Now, Univ. of Georgia researchers have discovered that a little-studied part of the protein kinases that once appeared non-functional may actually control the most critical functions of the entire molecule. Their research promises to help improve drugs used to fight a variety of life-threatening diseases, from diabetes to cancer.
"The overall goal of this project was to better understand how these proteins function and what mechanisms control their function," says Natarajan Kannan, a Georgia Cancer Coalition Distinguished Scholar and assistant professor of biochemistry and molecular biology in the Franklin College of Arts and Sciences. "Our research shows that these little-studied dark regions of the protein are directly affecting the molecule's function."
Normally functioning protein kinases perform duties central to the everyday cellular operations within our bodies, but when they become dysfunctional, they can play a major role in the development of numerous serious diseases, including Alzheimer's, diabetes, cardiovascular disease and many forms of cancer.

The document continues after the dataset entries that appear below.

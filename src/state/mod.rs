use std::sync::{Arc, Mutex};

use crate::services::{email_service::EmailSender, sync_service::SyncCoordinator};

/// Shared handle to the application state.
pub type SharedState = Arc<AppState>;

/// Central application state: the sync coordinator plus the email seam.
pub struct AppState {
    coordinator: SyncCoordinator,
    mailer: Option<Arc<dyn EmailSender>>,
    last_email_signature: Mutex<Option<String>>,
}

impl AppState {
    /// Construct the state wrapped in an [`Arc`] so it can be cloned cheaply.
    pub fn new(coordinator: SyncCoordinator, mailer: Option<Arc<dyn EmailSender>>) -> SharedState {
        Arc::new(Self {
            coordinator,
            mailer,
            last_email_signature: Mutex::new(None),
        })
    }

    /// Backend routing and session flags.
    pub fn coordinator(&self) -> &SyncCoordinator {
        &self.coordinator
    }

    /// The installed email transport, if any.
    pub fn mailer(&self) -> Option<Arc<dyn EmailSender>> {
        self.mailer.clone()
    }

    /// Whether a result email with this signature already went out.
    pub fn email_already_sent(&self, signature: &str) -> bool {
        self.last_email_signature
            .lock()
            .unwrap_or_else(|poisoned| poisoned.into_inner())
            .as_deref()
            == Some(signature)
    }

    /// Remember the signature of the most recent successful email.
    pub fn mark_email_sent(&self, signature: String) {
        *self
            .last_email_signature
            .lock()
            .unwrap_or_else(|poisoned| poisoned.into_inner()) = Some(signature);
    }
}
use axum::{Json, Router, extract::State, routing::get};

use crate::{dto::health::HealthResponse, services::health_service, state::SharedState};

#[utoipa::path(
    get,
    path = "/healthcheck",
    responses((status = 200, description = "Service health report", body = HealthResponse))
)]
/// Return the current health status, degraded when pinned to local storage.
pub async fn healthcheck(State(state): State<SharedState>) -> Json<HealthResponse> {
    let status = health_service::health_status(&state).await;
    Json(status)
}

/// Configure the health routes subtree.
pub fn router() -> Router<SharedState> {
    Router::<SharedState>::new().route("/healthcheck", get(healthcheck))
}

Scientists have recognized the value of the proteins as therapeutic targets for decades, and numerous drugs, known as protein kinase inhibitors, are commonly prescribed in an attempt to slow or stop the rogue kinases that cause disease. The UGA team hopes its discovery will not only lead to new therapies but also help improve those already in existence.
"This opens a new front on the battle against many diseases, particularly cancer," says Krishnadev Oruganty, a postdoctoral research associate in biochemistry and molecular biology and lead author of a paper detailing the discovery published in the Proceedings of the National Academy of Sciences.
Developing entirely new drugs is an extraordinarily lengthy and expensive process, but this new understanding of how protein kinases switch between "on" and "off" states will make it possible for researchers to modify existing drugs to make them perform better without significant investment.
"These are a very important class of proteins for biomedical industries, and the pharmaceutical industry has already invested billions of dollars in drugs that target these proteins," says Kannan, who is part of the UGA Cancer Center and the Institute of Bioinformatics. "This discovery will have a huge impact on how pharmaceutical companies develop drugs, because subtle modifications of these drugs will make it easier to control them, which will boost their effectiveness."
Kannan and the interdisciplinary team of UGA researchers working on the project are already beginning to design drugs that can selectively inhibit the rogue proteins that cause disease, but they caution that more research is needed to perfect their approach.
Nevertheless, they are confident that this discovery will have a profound impact on the pharmaceutical industry, and on the understanding of the elementary components of life.
"Every fundamental signaling pathway in our cells is controlled by these proteins," Kannan says. "Gaining a deeper understanding of how these kinases work will open doors to a myriad of important new discoveries."